Medics described seeing victims’ phones lit up with calls from desperate loved ones (Picture:AP)
Medics called to the scene of a stampede which killed dozens of Jewish worshippers described seeing victims’ mobile phones lighting up with calls from loved ones desperate to find them.
At least 45 people were crushed to death and more than 100 injured
in the disaster at a mass gathering celebrating the Lag B’Omer holiday on the slopes of Israel’s Mount Meron early on Friday. The victims reportedly include two brothers aged nine and 14.
Huge crowds numbering up to 100,000 had attended what was the first large-scale religious event since almost all coronavirus restrictions were lifted in the country earlier this year.
The exact cause of the stampede remains unclear, although some witnesses said a group of worshippers had slipped on a staircase, forcing others down into a narrow tunnel where they were crushed.
Others have pointed the finger of blame at the Israeli police for barricading part of the tunnel to control crowd flows, turning it into a deadly bottleneck.
Prime Minister Benjamin Netanyahu called it ‘one of the worst disasters that has befallen the state of Israel’ when he visited the scene on Friday and declared Sunday a national day of mourning.
Paramedics scrambled to the tunnel described it as one of the worst scenes they have ever encountered.
Officials stand by rows of bodies (Picture: AP)
Mourners carry the body of one of the victims (Picture: AP)
Mourners attend the funeral of one of those killed in the crush (Picture: AP)
One, Levy Steinmatz, told the
Telegraph: ‘There was nothing we could do, and they kept bringing more [bodies]. It was madness.’
Describing the yarmulkes, shoes and glasses that lay strewn among the bodies and wreckage, he said: ‘It looked like a scene from the Holocaust.’
He added: ‘It is shocking to think about the last moments of those who died when people were stepping on them.
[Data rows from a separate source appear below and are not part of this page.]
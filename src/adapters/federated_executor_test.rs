use std::sync::Arc;
use std::time::Duration;

use secrecy::SecretString;

use crate::adapters::backend_executor::{ExecutionLimits, SingleBackendExecutor};
use crate::adapters::encryption::CredentialCipher;
use crate::adapters::federated_executor::FederatedExecutor;
use crate::adapters::memory_store::InMemoryDatasourceStore;
use crate::adapters::metrics_handler::MetricsCollector;
use crate::adapters::registry::DatasourceRegistry;
use crate::adapters::sql_guard::SqlGuard;
use crate::adapters::test_support::{Script, ScriptedConnector};
use crate::adapters::worker_pool::WorkerPool;
use crate::domain::{DatasourceConfig, ErrorKind, FederationError, QueryOptions, SqlValue};

fn datasource(code: &str) -> DatasourceConfig {
    DatasourceConfig::new(code, format!("{} reporting", code), "mysql://db.internal/app")
}

fn setup(
    connector: ScriptedConnector,
    datasources: Vec<DatasourceConfig>,
    pool_size: usize,
) -> (FederatedExecutor, Arc<ScriptedConnector>) {
    let connector = Arc::new(connector);
    let cipher =
        Arc::new(CredentialCipher::new(&SecretString::from("test-secret".to_string())).unwrap());
    let backend = SingleBackendExecutor::new(
        cipher,
        connector.clone(),
        ExecutionLimits {
            default_timeout: Duration::from_secs(5),
            max_timeout: Duration::from_secs(10),
            connect_timeout: Duration::from_secs(1),
            max_rows: 1_000,
        },
    );
    let store = Arc::new(InMemoryDatasourceStore::new(vec![], datasources));
    let executor = FederatedExecutor::new(
        SqlGuard::new(["SELECT", "INSERT", "UPDATE", "DELETE", "WITH"]).unwrap(),
        DatasourceRegistry::new(store),
        Arc::new(backend),
        Arc::new(WorkerPool::new(pool_size)),
    );
    (executor, connector)
}

fn codes(codes: &[&str]) -> Vec<String> {
    codes.iter().map(|c| c.to_string()).collect()
}

fn one_row(value: i64) -> Script {
    Script::rows(&["n"], vec![vec![SqlValue::Int(value)]])
}

#[tokio::test]
async fn test_results_follow_request_order() {
    let connector = ScriptedConnector::default()
        .with("A", one_row(1).delayed(Duration::from_millis(80)))
        .with("B", one_row(2).delayed(Duration::from_millis(5)))
        .with("C", one_row(3).delayed(Duration::from_millis(40)));
    let (executor, _) = setup(
        connector,
        vec![datasource("C"), datasource("A"), datasource("B")],
        4,
    );

    let report = executor
        .run("SELECT n FROM t", &codes(&["A", "B", "C"]), &QueryOptions::default())
        .await;

    assert!(report.success);
    assert_eq!(report.message, "success 3/3, failed 0/3");
    let order: Vec<_> = report.results.iter().map(|r| r.datasource_code.as_str()).collect();
    assert_eq!(order, vec!["A", "B", "C"]);
    assert_eq!(report.results[0].data[0].get("n"), Some(&SqlValue::Int(1)));
    assert_eq!(report.results[2].data[0].get("n"), Some(&SqlValue::Int(3)));
    assert_eq!(report.results[0].datasource_name, "A reporting");
}

#[tokio::test]
async fn test_unknown_code_rejects_before_dispatch() {
    let connector = ScriptedConnector::default().with("A", one_row(1));
    let (executor, connector) = setup(connector, vec![datasource("A")], 2);

    let report = executor
        .run("SELECT 1", &codes(&["A", "B"]), &QueryOptions::default())
        .await;

    assert!(!report.success);
    assert!(report.results.is_empty());
    assert_eq!(report.error_kind, Some(ErrorKind::DatasourceNotFound));
    assert!(report.message.contains('B'));
    assert!(!report.message.contains('A'));
    assert!(connector.calls().is_empty());
}

#[tokio::test]
async fn test_disabled_code_rejects_before_dispatch() {
    let mut disabled = datasource("B");
    disabled.enabled = false;
    let (executor, connector) = setup(
        ScriptedConnector::default().with("A", one_row(1)),
        vec![datasource("A"), disabled],
        2,
    );

    let report = executor
        .run("SELECT 1", &codes(&["A", "B"]), &QueryOptions::default())
        .await;

    assert!(!report.success);
    assert!(report.message.ends_with('B'));
    assert!(!connector.called("A"));
}

#[tokio::test]
async fn test_failure_is_contained_per_backend() {
    let connector = ScriptedConnector::default()
        .with("A", Script::fail("host unreachable"))
        .with("B", one_row(7));
    let (executor, _) = setup(connector, vec![datasource("A"), datasource("B")], 2);

    let report = executor
        .run("SELECT n FROM t", &codes(&["A", "B"]), &QueryOptions::default())
        .await;

    assert!(report.success);
    assert_eq!(report.message, "success 1/2, failed 1/2");
    let failed = &report.results[0];
    assert!(!failed.success);
    assert!(failed.data.is_empty());
    assert_eq!(failed.error_kind, Some(ErrorKind::ConnectionFailure));
    assert!(report.results[1].success);
    assert_eq!(report.results[1].row_count, 1);
}

#[tokio::test]
async fn test_pool_bounds_concurrency() {
    let names = ["A", "B", "C", "D", "E"];
    let connector = names.iter().fold(ScriptedConnector::default(), |c, name| {
        c.with(name, one_row(1).delayed(Duration::from_millis(30)))
    });
    let (executor, connector) = setup(connector, names.iter().map(|n| datasource(n)).collect(), 2);

    let report = executor
        .run("SELECT n FROM t", &codes(&names), &QueryOptions::default())
        .await;

    assert_eq!(report.results.len(), 5);
    assert!(report.results.iter().all(|r| r.success));
    assert!(connector.peak_concurrency() <= 2);
    assert_eq!(connector.calls().len(), 5);
}

#[tokio::test]
async fn test_timeout_applies_per_backend() {
    let connector = ScriptedConnector::default()
        .with("SLOW", one_row(1).delayed(Duration::from_millis(500)))
        .with("FAST", one_row(2));
    let (executor, _) = setup(connector, vec![datasource("SLOW"), datasource("FAST")], 2);

    let options = QueryOptions {
        timeout_ms: Some(50),
        ..Default::default()
    };
    let report = executor
        .run("SELECT n FROM t", &codes(&["SLOW", "FAST"]), &options)
        .await;

    assert!(report.success);
    assert_eq!(report.results[0].error_kind, Some(ErrorKind::TimeoutExceeded));
    assert!(report.results[1].success);
}

#[tokio::test]
async fn test_guard_rejection_dispatches_nothing() {
    let (executor, connector) = setup(
        ScriptedConnector::default().with("A", one_row(1)),
        vec![datasource("A")],
        2,
    );

    for statement in ["DROP TABLE users", "SELECT * FROM t WHERE a = '' OR 1=1", "SELECT 1; DELETE FROM t"] {
        let report = executor
            .run(statement, &codes(&["A"]), &QueryOptions::default())
            .await;
        assert!(!report.success, "{statement}");
        assert_eq!(report.error_kind, Some(ErrorKind::InvalidStatement));
    }
    assert!(connector.calls().is_empty());
}

#[tokio::test]
async fn test_empty_and_repeated_codes() {
    let (executor, connector) = setup(
        ScriptedConnector::default()
            .with("A", one_row(1))
            .with("B", one_row(2)),
        vec![datasource("A"), datasource("B")],
        2,
    );

    let report = executor.run("SELECT 1", &[], &QueryOptions::default()).await;
    assert!(!report.success);
    assert_eq!(report.error_kind, Some(ErrorKind::DatasourceNotFound));

    let report = executor
        .run("SELECT 1", &codes(&["A", "B", "A"]), &QueryOptions::default())
        .await;
    assert!(report.success);
    let order: Vec<&str> = report
        .results
        .iter()
        .map(|r| r.datasource_code.as_str())
        .collect();
    assert_eq!(order, vec!["A", "B", "A"]);
    assert_eq!(report.message, "success 3/3, failed 0/3");
    assert_eq!(connector.calls().len(), 3);
}

#[tokio::test]
async fn test_rows_capped_by_options() {
    let (executor, connector) = setup(
        ScriptedConnector::default().with("A", one_row(1)),
        vec![datasource("A")],
        1,
    );
    let options = QueryOptions {
        max_rows: Some(25),
        ..Default::default()
    };

    executor.run("SELECT n FROM t;", &codes(&["A"]), &options).await;

    let call = &connector.calls()[0];
    assert_eq!(call.statement, "SELECT n FROM t LIMIT 25");
    assert_eq!(call.max_rows, Some(25));
}

#[tokio::test]
async fn test_run_single() {
    let mut disabled = datasource("OFF");
    disabled.enabled = false;
    let (executor, _) = setup(
        ScriptedConnector::default().with("A", Script::affected(3)),
        vec![datasource("A"), disabled],
        1,
    );

    let result = executor
        .run_single("UPDATE t SET a = 1", "A", &QueryOptions::default())
        .await
        .unwrap();
    assert!(result.success);
    assert_eq!(result.rows_affected, 3);

    let missing = executor
        .run_single("SELECT 1", "NOPE", &QueryOptions::default())
        .await;
    assert!(matches!(missing, Err(FederationError::DatasourceNotFound(_))));

    let off = executor
        .run_single("SELECT 1", "OFF", &QueryOptions::default())
        .await;
    assert!(matches!(off, Err(FederationError::DatasourceDisabled(_))));

    let invalid = executor
        .run_single("TRUNCATE t", "A", &QueryOptions::default())
        .await;
    assert!(matches!(invalid, Err(FederationError::InvalidStatement(_))));
}

#[tokio::test]
async fn test_shut_down_pool_rejects_report() {
    let (executor, _) = setup(
        ScriptedConnector::default().with("A", one_row(1)),
        vec![datasource("A")],
        1,
    );
    executor.pool().shutdown().await;

    let report = executor
        .run("SELECT 1", &codes(&["A"]), &QueryOptions::default())
        .await;
    assert!(!report.success);
    assert_eq!(report.error_kind, Some(ErrorKind::WorkerPool));
}

#[tokio::test]
async fn test_metrics_recorded() {
    let metrics = Arc::new(MetricsCollector::new().unwrap());
    let (executor, _) = setup(
        ScriptedConnector::default()
            .with("A", one_row(1))
            .with("B", Script::fail("refused")),
        vec![datasource("A"), datasource("B")],
        3,
    );
    let executor = executor.with_metrics(metrics.clone());

    executor
        .run("SELECT 1", &codes(&["A", "B"]), &QueryOptions::default())
        .await;
    executor.run("DROP TABLE t", &codes(&["A"]), &QueryOptions::default()).await;

    let text = metrics.encode().unwrap();
    assert!(text.contains("fedsql_federated_queries_total{outcome=\"completed\"} 1"));
    assert!(text.contains("fedsql_federated_queries_total{outcome=\"rejected\"} 1"));
    assert!(text.contains("fedsql_backend_queries_total{datasource=\"B\",status=\"failure\"} 1"));
    assert!(text.contains("fedsql_worker_pool_size 3"));
}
It is really shocking.’
Zaka, an Israeli emergency services group, said their paramedics saw victims’ mobile phones lighting up with calls from ‘Mum’ and ‘my dear wife’.
A spokesperson, Motti Bokchin, told Army Radio: ‘It’s unfathomable.’
Belongings lay strewn among the bodies (Picture: AP)
The body of Rabbi Eliezer Goldberg is carried before his funeral in Jerusalem on Friday (Picture: AP)
Medics described it as the worst scene they have ever attended (Picture: AP)
Mourners gather next to the house of victim Menahem Zachach (Picture: Heidi Levine/Sipa Press/Rex)
Phone coverage in the area collapsed under huge demand as the night wore on and family members frantically tried to get hold of loved ones.
The Israeli Health Ministry said 32 of the dead had been identified by late Friday.
The identification process paused for 24 hours in observance of the Jewish Sabbath and would resume on Saturday evening.
More than 20 of the people injured were still in hospital by Friday night.
The Queen has sent a message of condolence to the president of Israel, saying she was ‘deeply saddened’ by the incident, and that her thoughts were with the families of those who lost their lives.